Block Assemblers
This file contains implementation details for block assemblers. We will first have a look at how standard sparse matrix assembly works, then compare it to block assembly.
SparseMatrixAssemblers
Let's understand the main workflow for SparseMatrixAssemblers
by looking at the assemble_matrix
method:
function assemble_matrix(a::SparseMatrixAssembler,matdata)
1 m1 = nz_counter(get_matrix_builder(a),(get_rows(a),get_cols(a)))
2 symbolic_loop_matrix!(m1,a,matdata)
3 m2 = nz_allocation(m1)
4 numeric_loop_matrix!(m2,a,matdata)
5 m3 = create_from_nz(m2)
return m3
end
By line number:
- We retrieve the
SparseMatrixBuilder/ArrayBuilder
from the assembler. This structure has information on which type of array will be allocated at the end. For instance CSR vs CSC sparse matrix storage, which type of element type the array should hold (Float64, Float32,...), etc... With this information, we create a non-zero counter objectm1
, which will manage the counting of sparse entries and eventually the allocation of the array. - We do a symbolic loop over the matrix contributions in
matdata
. During this loop, we save the row/col indexes of the non-zeros that will be present in the final matrix. - We allocate the necessary space for the nonzero entries we have counted.

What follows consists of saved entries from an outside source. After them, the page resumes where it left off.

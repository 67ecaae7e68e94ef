// File: pipeline.rs
// SPDX-License-Identifier: MIT OR Apache-2.0
//
// Copyright (c) 2025
// - Volker Schwaberow <volker@schwaberow.de>

//! Producer → worker pool → aggregator.
//!
//! The producer walks the test case set in order and feeds a bounded job
//! queue. `concurrency` workers take jobs from the queue, each running one
//! full exchange against the target, and pass the finished job to the
//! aggregator, which is the only owner of the counters. A job counts as
//! dispatched once a worker takes it. `stop()` only prevents new
//! dispatches: whatever a worker already holds runs to completion, and jobs
//! still waiting in the queue are dropped without ever reaching the target
//! or the counters.

use crate::aggregate::{AggregateResult, ResultSnapshot};
use crate::classify::Bucket;
use crate::config::ReplayConfig;
use crate::error::{ReplayError, ReplayResult};
use crate::job::Job;
use crate::report::CaseReport;
use crate::testcases::TestCaseSource;
use crate::worker::Replayer;
use chrono::{DateTime, Utc};
use futures::future::join_all;
use governor::{clock::DefaultClock, state::InMemoryState, state::NotKeyed, Quota, RateLimiter};
use log::{debug, error, info, warn};
use serde::Serialize;
use std::num::NonZeroU32;
use std::sync::Arc;
use tokio::signal;
use tokio::sync::{mpsc, watch, Mutex};
use tokio::task::JoinHandle;
use tokio_util::sync::CancellationToken;

type DirectLimiter = RateLimiter<NotKeyed, InMemoryState, DefaultClock>;

#[derive(Debug, Clone, Copy, PartialEq, Eq, Serialize)]
pub enum PipelineState {
    Idle,
    Running,
    Draining,
    Done,
}

/// Receives dispatch progress. Best effort.
pub trait ProgressSink: Send + Sync {
    fn advance(&self, n: u64);
}

impl ProgressSink for indicatif::ProgressBar {
    fn advance(&self, n: u64) {
        self.inc(n);
    }
}

/// Receives a copy of the counters after every finished job.
pub trait ResultSink: Send + Sync {
    fn publish(&self, snapshot: ResultSnapshot);
}

impl ResultSink for mpsc::UnboundedSender<ResultSnapshot> {
    fn publish(&self, snapshot: ResultSnapshot) {
        let _ = self.send(snapshot);
    }
}

/// Terminal output of a run.
#[derive(Debug, Clone, Serialize)]
pub struct RunOutcome {
    pub aggregate: AggregateResult,
    pub false_positives: Vec<CaseReport>,
    pub false_negatives: Vec<CaseReport>,
    pub started_at: DateTime<Utc>,
    pub finished_at: DateTime<Utc>,
    pub cancelled: bool,
}

struct Tally {
    aggregate: AggregateResult,
    false_positives: Vec<CaseReport>,
    false_negatives: Vec<CaseReport>,
}

pub struct ReplayPipeline {
    replayer: Replayer,
    source: TestCaseSource,
    concurrency: usize,
    rate_limit: Option<NonZeroU32>,
    cancel: CancellationToken,
    state: watch::Sender<PipelineState>,
    progress: Option<Arc<dyn ProgressSink>>,
    results: Option<Arc<dyn ResultSink>>,
}

impl ReplayPipeline {
    pub fn new(config: &ReplayConfig, source: TestCaseSource) -> ReplayResult<Self> {
        config.validate()?;
        if source.is_empty() {
            return Err(ReplayError::EmptyCorpus);
        }
        let (state, _) = watch::channel(PipelineState::Idle);
        Ok(Self {
            replayer: Replayer::new(config, source.clone()),
            source,
            concurrency: config.concurrency(),
            rate_limit: config.rate_limit(),
            cancel: CancellationToken::new(),
            state,
            progress: None,
            results: None,
        })
    }

    pub fn with_progress(mut self, progress: Arc<dyn ProgressSink>) -> Self {
        self.progress = Some(progress);
        self
    }

    pub fn with_result_sink(mut self, results: Arc<dyn ResultSink>) -> Self {
        self.results = Some(results);
        self
    }

    pub fn total(&self) -> usize {
        self.source.len()
    }

    pub fn state(&self) -> PipelineState {
        *self.state.borrow()
    }

    pub fn subscribe_state(&self) -> watch::Receiver<PipelineState> {
        self.state.subscribe()
    }

    /// Stops dispatching new jobs. In-flight jobs still finish.
    pub fn stop(&self) {
        self.cancel.cancel();
    }

    /// Token that stops this pipeline when cancelled, for use from other tasks.
    pub fn stop_handle(&self) -> CancellationToken {
        self.cancel.clone()
    }

    /// Stops this pipeline on Ctrl-C, or on SIGTERM where the platform has it.
    /// Must be called from within the runtime.
    pub fn stop_on_signals(&self) -> std::io::Result<JoinHandle<()>> {
        #[cfg(unix)]
        let mut terminate = signal::unix::signal(signal::unix::SignalKind::terminate())?;
        let stop = self.stop_handle();
        Ok(tokio::spawn(async move {
            #[cfg(unix)]
            let terminated = terminate.recv();
            #[cfg(not(unix))]
            let terminated = std::future::pending::<Option<()>>();
            tokio::select! {
                _ = stop.cancelled() => return,
                Ok(()) = signal::ctrl_c() => warn!("interrupted, waiting for in-flight requests"),
                _ = terminated => warn!("terminated, waiting for in-flight requests"),
            }
            stop.cancel();
        }))
    }

    pub async fn run(&self) -> ReplayResult<RunOutcome> {
        let started = self.state.send_if_modified(|state| {
            if *state == PipelineState::Idle {
                *state = PipelineState::Running;
                true
            } else {
                false
            }
        });
        if !started {
            return Err(ReplayError::AlreadyStarted);
        }

        let started_at = Utc::now();
        let total = self.source.len() as u64;
        info!(
            "replaying {} test cases with {} workers",
            total, self.concurrency
        );

        let (job_tx, job_rx) = mpsc::channel::<Job>(self.concurrency);
        let job_rx = Arc::new(Mutex::new(job_rx));
        let (result_tx, result_rx) = mpsc::channel::<Job>(self.concurrency);
        let dispatch = self.cancel.child_token();

        let aggregator = tokio::spawn(aggregate(result_rx, total, self.results.clone()));

        let limiter = self
            .rate_limit
            .map(|rate| DirectLimiter::direct(Quota::per_second(rate)));
        let producer = tokio::spawn(produce(
            self.source.clone(),
            job_tx,
            dispatch.clone(),
            limiter,
        ));

        let workers = (0..self.concurrency).map(|id| {
            tokio::spawn(work(
                id,
                self.replayer.clone(),
                Arc::clone(&job_rx),
                result_tx.clone(),
                self.cancel.clone(),
                self.progress.clone(),
            ))
        });
        for joined in join_all(workers).await {
            if let Err(e) = joined {
                error!("worker task ended abnormally: {}", e);
            }
        }

        // Unblocks the producer if no worker is left to take its next job.
        dispatch.cancel();
        if let Err(e) = producer.await {
            error!("producer task ended abnormally: {}", e);
        }

        let mut queue = job_rx.lock().await;
        let mut dropped = 0;
        while let Some(job) = queue.recv().await {
            debug!("{} was queued but never started", job.identifier());
            dropped += 1;
        }
        drop(queue);
        if dropped > 0 {
            info!("stopped with {} queued test cases not sent", dropped);
        }
        drop(result_tx);
        self.state.send_replace(PipelineState::Draining);
        debug!("all workers finished, draining results");

        let tally = match aggregator.await {
            Ok(tally) => tally,
            Err(e) => {
                error!("aggregator task ended abnormally: {}", e);
                Tally {
                    aggregate: AggregateResult::new(total),
                    false_positives: Vec::new(),
                    false_negatives: Vec::new(),
                }
            }
        };
        self.state.send_replace(PipelineState::Done);

        let aggregate = tally.aggregate;
        info!(
            "replay done: {}/{} processed, {} failed",
            aggregate.processed(),
            aggregate.total(),
            aggregate.failed()
        );

        Ok(RunOutcome {
            aggregate,
            false_positives: tally.false_positives,
            false_negatives: tally.false_negatives,
            started_at,
            finished_at: Utc::now(),
            cancelled: self.cancel.is_cancelled(),
        })
    }
}

async fn produce(
    source: TestCaseSource,
    jobs: mpsc::Sender<Job>,
    cancel: CancellationToken,
    limiter: Option<DirectLimiter>,
) {
    for case in source.cases() {
        if cancel.is_cancelled() {
            debug!("producer stopped before {}", case.identifier());
            break;
        }
        if let Some(limiter) = &limiter {
            tokio::select! {
                biased;
                _ = cancel.cancelled() => break,
                _ = limiter.until_ready() => {}
            }
        }
        let job = Job::new(case.clone());
        tokio::select! {
            biased;
            _ = cancel.cancelled() => break,
            sent = jobs.send(job) => {
                if sent.is_err() {
                    break;
                }
            }
        }
    }
}

async fn work(
    id: usize,
    replayer: Replayer,
    jobs: Arc<Mutex<mpsc::Receiver<Job>>>,
    results: mpsc::Sender<Job>,
    cancel: CancellationToken,
    progress: Option<Arc<dyn ProgressSink>>,
) {
    loop {
        let next = tokio::select! {
            biased;
            _ = cancel.cancelled() => None,
            job = async { jobs.lock().await.recv().await } => job,
        };
        let Some(mut job) = next else {
            break;
        };
        if let Some(progress) = &progress {
            progress.advance(1);
        }

        replayer.execute(&mut job).await;
        if results.send(job).await.is_err() {
            error!("worker {}: result queue closed early", id);
            break;
        }
    }
    debug!("worker {} exiting", id);
}

async fn aggregate(
    mut results: mpsc::Receiver<Job>,
    total: u64,
    sink: Option<Arc<dyn ResultSink>>,
) -> Tally {
    let mut tally = Tally {
        aggregate: AggregateResult::new(total),
        false_positives: Vec::new(),
        false_negatives: Vec::new(),
    };

    while let Some(job) = results.recv().await {
        if let Some(reason) = job.result().failure() {
            warn!("{} failed: {}", job.identifier(), reason);
        }
        let bucket = tally.aggregate.record(&job);
        if let Some(bucket) = bucket {
            debug!("{} classified as {}", job.identifier(), bucket);
        }
        match bucket {
            Some(Bucket::FalsePositive) => tally.false_positives.push(CaseReport::from_job(&job)),
            Some(Bucket::FalseNegative) => tally.false_negatives.push(CaseReport::from_job(&job)),
            _ => {}
        }
        if let Some(sink) = &sink {
            sink.publish(ResultSnapshot {
                aggregate: tally.aggregate,
                job: job.record(),
            });
        }
    }
    tally
}
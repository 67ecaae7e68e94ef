// File: report.rs
// SPDX-License-Identifier: MIT OR Apache-2.0
//
// Copyright (c) 2025
// - Volker Schwaberow <volker@schwaberow.de>

use crate::aggregate::AggregateResult;
use crate::job::Job;
use crate::pipeline::RunOutcome;
use anyhow::{Context, Result};
use chrono::{DateTime, Utc};
use colored::*;
use serde::Serialize;
use std::fs::{self, File};
use std::io::Write;
use std::path::{Path, PathBuf};

pub const FALSE_POSITIVES_FILE: &str = "false_positives.csv";
pub const FALSE_NEGATIVES_FILE: &str = "false_negatives.csv";
const CSV_HEADER: &str = "FilePath,IsBlocked,StatusCode,Error";

/// One misclassified case as written to the report files.
#[derive(Debug, Clone, PartialEq, Eq, Serialize)]
pub struct CaseReport {
    pub file_path: String,
    pub is_blocked: bool,
    pub status_code: u16,
    pub error: String,
}

impl CaseReport {
    pub fn from_job(job: &Job) -> Self {
        let result = job.result();
        Self {
            file_path: job.identifier().to_string(),
            is_blocked: result.verdict().is_some_and(|v| v.is_blocked()),
            status_code: result.status_code().unwrap_or(0),
            error: result
                .failure()
                .map(ToString::to_string)
                .unwrap_or_default(),
        }
    }

    fn csv_row(&self) -> String {
        format!(
            "{},{},{},{}",
            quote(&self.file_path),
            self.is_blocked,
            self.status_code,
            quote(&self.error)
        )
    }
}

#[derive(Debug, Serialize)]
struct JsonSummary<'a> {
    target: &'a str,
    block_status_code: u16,
    aggregate: &'a AggregateResult,
    detection_rate: Option<f64>,
    false_positive_rate: Option<f64>,
    accuracy: Option<f64>,
    average_elapsed_ms: Option<f64>,
    started_at: DateTime<Utc>,
    finished_at: DateTime<Utc>,
    cancelled: bool,
    false_positives: &'a [CaseReport],
    false_negatives: &'a [CaseReport],
}

pub struct Reporter;

impl Reporter {
    fn rows(outcome: &RunOutcome) -> Vec<(&'static str, String)> {
        let aggregate = &outcome.aggregate;
        vec![
            ("Total", aggregate.total().to_string()),
            ("Success", aggregate.completed().to_string()),
            ("Error", aggregate.failed().to_string()),
            (
                "Detection rate",
                format!(
                    "{} (TP {} / FN {})",
                    percent(aggregate.detection_rate()),
                    aggregate.true_positives(),
                    aggregate.false_negatives()
                ),
            ),
            (
                "False positive rate",
                format!(
                    "{} (FP {} / TN {})",
                    percent(aggregate.false_positive_rate()),
                    aggregate.false_positives(),
                    aggregate.true_negatives()
                ),
            ),
            ("Accuracy", percent(aggregate.accuracy())),
            (
                "Average latency",
                aggregate
                    .average_elapsed()
                    .map(|d| format!("{:.2}ms", d.as_secs_f64() * 1000.0))
                    .unwrap_or_else(|| "n/a".to_string()),
            ),
            ("Started", outcome.started_at.to_rfc3339()),
            ("Finished", outcome.finished_at.to_rfc3339()),
        ]
    }

    /// Plain text summary, one `Label: value` per line.
    pub fn summary(outcome: &RunOutcome) -> String {
        let mut text = String::new();
        for (label, value) in Self::rows(outcome) {
            text.push_str(&format!("{}: {}\n", label, value));
        }
        if outcome.cancelled {
            text.push_str("Run was stopped before all cases were dispatched\n");
        }
        text
    }

    pub fn print_summary(outcome: &RunOutcome) {
        println!();
        println!("{}", "WAF benchmark summary".bold().underline());
        for (label, value) in Self::rows(outcome) {
            let value = match label {
                "Error" if outcome.aggregate.failed() > 0 => value.red().to_string(),
                "Detection rate" => value.green().to_string(),
                "False positive rate" if outcome.aggregate.false_positives() > 0 => {
                    value.yellow().to_string()
                }
                _ => value,
            };
            println!("{:>20}: {}", label.cyan(), value);
        }
        if outcome.cancelled {
            println!(
                "{} run was stopped before all cases were dispatched",
                "⚠".yellow().bold()
            );
        }
    }

    /// Writes both misclassification files into `dir` and returns their paths.
    pub fn write_reports(dir: &Path, outcome: &RunOutcome) -> Result<(PathBuf, PathBuf)> {
        fs::create_dir_all(dir)
            .with_context(|| format!("Failed to create report directory {}", dir.display()))?;
        let fp_path = dir.join(FALSE_POSITIVES_FILE);
        let fn_path = dir.join(FALSE_NEGATIVES_FILE);
        Self::write_csv(&fp_path, &outcome.false_positives)?;
        Self::write_csv(&fn_path, &outcome.false_negatives)?;
        Ok((fp_path, fn_path))
    }

    pub fn write_csv(path: &Path, rows: &[CaseReport]) -> Result<()> {
        let mut file = File::create(path)
            .with_context(|| format!("Failed to create {}", path.display()))?;
        writeln!(file, "{}", CSV_HEADER)?;
        for row in rows {
            writeln!(file, "{}", row.csv_row())?;
        }
        Ok(())
    }

    pub fn write_json(
        path: &Path,
        target: &str,
        block_status_code: u16,
        outcome: &RunOutcome,
    ) -> Result<()> {
        let aggregate = &outcome.aggregate;
        let summary = JsonSummary {
            target,
            block_status_code,
            aggregate,
            detection_rate: aggregate.detection_rate(),
            false_positive_rate: aggregate.false_positive_rate(),
            accuracy: aggregate.accuracy(),
            average_elapsed_ms: aggregate
                .average_elapsed()
                .map(|d| d.as_secs_f64() * 1000.0),
            started_at: outcome.started_at,
            finished_at: outcome.finished_at,
            cancelled: outcome.cancelled,
            false_positives: &outcome.false_positives,
            false_negatives: &outcome.false_negatives,
        };
        let json = serde_json::to_string_pretty(&summary)?;
        let mut file = File::create(path)
            .with_context(|| format!("Failed to create {}", path.display()))?;
        writeln!(file, "{}", json)?;
        Ok(())
    }
}

fn quote(field: &str) -> String {
    format!("\"{}\"", field.replace('"', "\"\""))
}

fn percent(ratio: Option<f64>) -> String {
    ratio
        .map(|r| format!("{:.2}%", r * 100.0))
        .unwrap_or_else(|| "n/a".to_string())
}
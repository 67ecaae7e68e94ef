// File: classify.rs
// SPDX-License-Identifier: MIT OR Apache-2.0
//
// Copyright (c) 2025
// - Volker Schwaberow <volker@schwaberow.de>

use serde::{Deserialize, Serialize};
use std::fmt;

/// Identifiers ending with this suffix are benign traffic.
pub const BENIGN_SUFFIX: &str = "white";

#[derive(Debug, Clone, Copy, PartialEq, Eq, Hash, Serialize, Deserialize)]
pub enum Label {
    Benign,
    Malicious,
}

impl Label {
    pub fn from_identifier(identifier: &str) -> Self {
        if identifier.ends_with(BENIGN_SUFFIX) {
            Label::Benign
        } else {
            Label::Malicious
        }
    }
}

#[derive(Debug, Clone, Copy, PartialEq, Eq, Hash, Serialize, Deserialize)]
pub enum Verdict {
    Blocked,
    Passed,
}

impl Verdict {
    pub fn from_status(status_code: u16, block_status_code: u16) -> Self {
        if status_code == block_status_code {
            Verdict::Blocked
        } else {
            Verdict::Passed
        }
    }

    pub fn is_blocked(self) -> bool {
        self == Verdict::Blocked
    }
}

#[derive(Debug, Clone, Copy, PartialEq, Eq, Hash, Serialize, Deserialize)]
pub enum Bucket {
    TruePositive,
    FalsePositive,
    TrueNegative,
    FalseNegative,
}

impl fmt::Display for Bucket {
    fn fmt(&self, f: &mut fmt::Formatter<'_>) -> fmt::Result {
        match self {
            Bucket::TruePositive => write!(f, "TP"),
            Bucket::FalsePositive => write!(f, "FP"),
            Bucket::TrueNegative => write!(f, "TN"),
            Bucket::FalseNegative => write!(f, "FN"),
        }
    }
}

pub fn classify(label: Label, verdict: Verdict) -> Bucket {
    match (label, verdict) {
        (Label::Benign, Verdict::Passed) => Bucket::TrueNegative,
        (Label::Benign, Verdict::Blocked) => Bucket::FalsePositive,
        (Label::Malicious, Verdict::Passed) => Bucket::FalseNegative,
        (Label::Malicious, Verdict::Blocked) => Bucket::TruePositive,
    }
}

In the case of CSR and CSC storage types, we do not allocate the final matrix yet but rather do everything in COO format (which is more efficient for random access assembly).
m2
is now an array allocator object. - We do a second loop over the matrix contributions in
matdata
, During this loop, we actually assemble the entries that will end up in the matrix. - We use the matrix allocator to allocate and fill the final sparse matrix.
So the objects involved and the overall workflow is given by
SparseMatrixBuilder -> ArrayCounter -> ArrayAllocator -> Array
The second part of the puzzle is given by the loops over the data, i.e symbolic_loop_X!
and numeric_loop_X!
. Both loops are quite similar, so we will focus on the numeric loop, which is implemented in the following function:
function numeric_loop_matrix!(A,a::SparseMatrixAssembler,matdata)
get_mat(a::Tuple) = a[1]
get_mat(a) = a
if LoopStyle(A) == DoNotLoop()
return A
end
1 strategy = get_assembly_strategy(a)
for (cellmat,_cellidsrows,_cellidscols) in zip(matdata...)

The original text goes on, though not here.